Asset Protection for High Risk Professionals & Business Owners
Doctors, Dentists and Lawyers Prepare Thy Self
Professionals often come to their Accountant, Adviser and Tax Lawyer too late. Something
goes wrong with your business partner’s client and you pay the penalty. The bankruptcy
laws can easily “claw back” recent transfers of wealth.
In our increasingly litigious society, any risk situation is worth a go and any
assets fair game. Professional indemnity, public risk and product liability insurance
cover is daily becoming harder to get. It only takes a disgruntled patient, a vengeful
ex-partner or an unsatisfied customer to do real damage to your hard-won nest-egg.
Regardless of whether a claim has merit or not, the reality is that most are settled
‘out of court’ as a matter of commercial expediency.
So how do you protect your assets from the marauding hordes? How do you conserve
them for the benefit of yourself and your family without losing control of them
at the same time? What sort of a gambler are you? How well do you sleep at night?
In short, what are your options?
How can business owners protect themselves?
Running a small business is an incredibly risky, and often difficult, venture. Starting,
planning and marketing a small business only gets you off the ground--if you can
make it that far. Day-to-day duties require the sound management of office, employees
and tax. Then there is that little matter of actually providing products and services,
while balancing these duties.
Of course, the bottom line to all of this is turning a profit: one large enough
to justify all these expenditures of time, money and effort. Success is the eagerly
anticipated reward for taking the plunge and exposing yourself to all of the various
risks at all of the various stages of small business formation and growth.
Unfortunately, we cannot offer you the services of a guardian angel to protect all
that you have built up in your small business. But we can point you in the direction
of the next best thing--a comprehensive asset protection plan.
Asset protection planning is the true "level playing field" on which all
businesses conduct economic transactions. Large businesses know this, and they have
teams of lawyers and accountants constantly looking out for their best interests,
according to the rules of play.
The problem is, most small businesses don't (and won't ever) have these kinds of
resources available to them. Moreover, many are unaware of the protections granted
to them (and all businesses) under law.
This puts small business owners at a distinct (and unnecessary) disadvantage in
the world of commerce, leaving them exposed to risks that may be completely out
of their control.
Asset Protection Planning for Your Small Business
However, it needn't be this way. To this end Civic Legal have compiled
a set of strategies and helpful advice that, once executed well in advance of any
trouble, would help preclude the need for a guardian angel to bail you out of any
worst-case scenario.
In addition, these asset protection planning strategies are equally available to
debtors and creditors alike, and wise entrepreneurs should engage in these strategies,
no matter which side of the relationship they are on. But for the purposes of explanation,
the discussion that follows is told from the debtor's point-of-view.
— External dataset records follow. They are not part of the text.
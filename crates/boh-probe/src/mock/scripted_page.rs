//! Scripted [`PageDriver`] implementation.

use crate::driver::{ClickOptions, LoadState, NavigationOptions, PageDriver, ScrollPosition};
use crate::result::{ProbeError, ProbeResult};
use crate::selector::Selector;
use async_trait::async_trait;
use std::collections::{HashMap, HashSet};
use std::sync::{Mutex, MutexGuard, PoisonError};
use std::time::Duration;

/// PNG signature returned by [`ScriptedPage::screenshot`]
const PNG_STUB: &[u8] = &[0x89, b'P', b'N', b'G', 0x0D, 0x0A, 0x1A, 0x0A];

/// What happens when an element is clicked or a key is pressed
#[derive(Debug, Clone, PartialEq, Eq, Default)]
pub enum Effect {
    /// Nothing observable
    #[default]
    None,
    /// Switch to the screen registered for this URL
    Navigate(String),
    /// Make the named elements of the current screen visible
    Reveal(Vec<String>),
    /// The action itself fails with a driver error
    Fail(String),
}

impl Effect {
    /// Navigate effect
    #[must_use]
    pub fn navigate(url: impl Into<String>) -> Self {
        Self::Navigate(url.into())
    }

    /// Reveal effect
    #[must_use]
    pub fn reveal<I, S>(names: I) -> Self
    where
        I: IntoIterator<Item = S>,
        S: Into<String>,
    {
        Self::Reveal(names.into_iter().map(Into::into).collect())
    }
}

/// When a screen's body text stops showing its loading placeholder
#[derive(Debug, Clone, Copy, PartialEq, Eq, Default)]
pub enum Readiness {
    /// Loaded from the first read
    #[default]
    Immediate,
    /// The first `n` reads return the loading text
    AfterReads(u32),
    /// Loaded once the screen has been reloaded
    AfterReload,
    /// Never loads
    Never,
}

/// One element on a scripted screen
#[derive(Debug, Clone, PartialEq, Eq, Default)]
pub struct MockElement {
    name: String,
    tags: Vec<String>,
    text: String,
    visible: bool,
    attrs: HashMap<String, String>,
    value: String,
    checked: bool,
    parent: Option<String>,
    on_click: Effect,
}

impl MockElement {
    /// Visible element with no tags
    #[must_use]
    pub fn new(name: impl Into<String>) -> Self {
        Self {
            name: name.into(),
            visible: true,
            ..Self::default()
        }
    }

    /// Selector (rendered with its `Display` form) that finds this element
    #[must_use]
    pub fn tag(mut self, selector: impl Into<String>) -> Self {
        self.tags.push(selector.into());
        self
    }

    /// Text content
    #[must_use]
    pub fn text(mut self, text: impl Into<String>) -> Self {
        self.text = text.into();
        self
    }

    /// Start hidden
    #[must_use]
    pub fn hidden(mut self) -> Self {
        self.visible = false;
        self
    }

    /// Attribute
    #[must_use]
    pub fn attr(mut self, name: impl Into<String>, value: impl Into<String>) -> Self {
        self.attrs.insert(name.into(), value.into());
        self
    }

    /// Start checked
    #[must_use]
    pub fn checked(mut self) -> Self {
        self.checked = true;
        self
    }

    /// Name of the containing element
    #[must_use]
    pub fn inside(mut self, parent: impl Into<String>) -> Self {
        self.parent = Some(parent.into());
        self
    }

    /// Click effect
    #[must_use]
    pub fn on_click(mut self, effect: Effect) -> Self {
        self.on_click = effect;
        self
    }

    fn matches_css(&self, css: &str) -> bool {
        css.split(',')
            .map(str::trim)
            .any(|part| self.tags.iter().any(|t| t == part))
    }
}

/// One document the page can show
#[derive(Debug, Clone, PartialEq, Eq, Default)]
pub struct Screen {
    url: String,
    title: String,
    body: String,
    loading_body: Option<String>,
    readiness: Readiness,
    elements: Vec<MockElement>,
    on_enter: Effect,
    reads: u32,
    reloads: u32,
}

impl Screen {
    /// Empty screen at `url`
    #[must_use]
    pub fn new(url: impl Into<String>) -> Self {
        Self {
            url: url.into(),
            ..Self::default()
        }
    }

    /// Document title
    #[must_use]
    pub fn title(mut self, title: impl Into<String>) -> Self {
        self.title = title.into();
        self
    }

    /// Body text once loaded
    #[must_use]
    pub fn body(mut self, text: impl Into<String>) -> Self {
        self.body = text.into();
        self
    }

    /// Body text shown until `readiness` is met
    #[must_use]
    pub fn loading(mut self, text: impl Into<String>, readiness: Readiness) -> Self {
        self.loading_body = Some(text.into());
        self.readiness = readiness;
        self
    }

    /// Add an element (document order is insertion order)
    #[must_use]
    pub fn with_element(mut self, element: MockElement) -> Self {
        self.elements.push(element);
        self
    }

    /// Effect of pressing Enter on this screen
    #[must_use]
    pub fn on_enter(mut self, effect: Effect) -> Self {
        self.on_enter = effect;
        self
    }

    fn is_loaded(&self) -> bool {
        if self.loading_body.is_none() {
            return true;
        }
        match self.readiness {
            Readiness::Immediate => true,
            Readiness::AfterReads(n) => self.reads > n,
            Readiness::AfterReload => self.reloads > 0,
            Readiness::Never => false,
        }
    }

    fn is_leaf(&self, index: usize) -> bool {
        let name = &self.elements[index].name;
        !self
            .elements
            .iter()
            .any(|e| e.parent.as_deref() == Some(name.as_str()))
    }

    fn is_descendant(&self, index: usize, ancestor: &str) -> bool {
        let mut parent = self.elements[index].parent.clone();
        while let Some(name) = parent {
            if name == ancestor {
                return true;
            }
            parent = self
                .elements
                .iter()
                .find(|e| e.name == name)
                .and_then(|e| e.parent.clone());
        }
        false
    }

    fn matches(&self, index: usize, selector: &Selector) -> bool {
        let element = &self.elements[index];
        let rendered = selector.to_string();
        if element.tags.iter().any(|t| *t == rendered) {
            return true;
        }
        match selector {
            Selector::Css(css) => element.matches_css(css),
            Selector::CssWithText { css, text } => {
                element.matches_css(css) && element.text.contains(text.as_str())
            }
            Selector::Text { text, exact } => {
                let hit = if *exact {
                    element.text.trim() == text
                } else {
                    element.text.contains(text.as_str())
                };
                hit && self.is_leaf(index)
            }
        }
    }
}

/// Handle to an element of a [`ScriptedPage`]
#[derive(Debug, Clone, PartialEq, Eq)]
pub struct MockHandle {
    screen: String,
    index: usize,
    generation: u64,
}

#[derive(Debug, Default)]
struct PageState {
    url: String,
    screens: Vec<Screen>,
    generation: u64,
    failing_selectors: HashSet<String>,
    failing_urls: HashSet<String>,
    failing_keys: HashSet<String>,
    stalled_states: HashSet<LoadState>,
    query_log: Vec<String>,
    clicks: Vec<String>,
    keys: Vec<String>,
    viewport: Option<(u32, u32)>,
}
Armed with this knowledge, small businesses should truly be able to compete on that
same "level playing field" with their more well-heeled and more powerful
counterparts, resulting in a better chance of success and a lesser chance of financial
ruin, if things go terribly wrong.
When we meet with you our discussion often deals with three sections:
- Are your assets at risk? sets the stage for the business strategies presented in
the next sections by helping the individual understand how a debtor can lose assets
to a creditor. Personal strategies here focus on effective exemption planning of
your assets and an overview of how these plans would work in a bankruptcy situation.
Moreover, guidelines are offered for legally transferring and protecting assets,
as well as avoiding creditors' challenges to these transfers. Finally, the complicated
rules regarding asset protection trusts are explored in-depth.
- Limiting Liability in your Business Structure explores strategies when initially
forming, structuring and funding your business operations. Choosing the type of
entity, where to form it, and how to fund it or get financing can have a tremendous
impact on how secure your personal and business assets actually are. In addition,
minimizing income, Capital Gains Tax and death taxes is a form of asset protection
(here it's the government, and not some creditor, going after your wealth), and
proper business formation and structuring can go a long way toward reaching that
goal. Of course, if your business is already established, nothing prevents you from
going back and applying these strategies going forward.
- Avoiding Day-to-Day liability risks focuses on the many risks inherent in operating
a business and how to avoid (or at least minimize) your exposure to these risks.
Primarily, these strategies urge business owners to avoid leaving vulnerable, unprotected
assets within the business entity that could later be seized after defaulting on
a contract, committing a tort (negligent act) or having the veil of limited liability
pierced by a court. Don't let your employee walk away with inventions, staff and
a client list. In addition, strategies are given for dealing with that inevitable
day in court, something most successful business owners will be unlikely to avoid
because of the nature of business dealings and the rules of our current system of
justice. Finally, insurance is discussed as your last line of defence. This includes
Business Succession Planning and Key Person insurance.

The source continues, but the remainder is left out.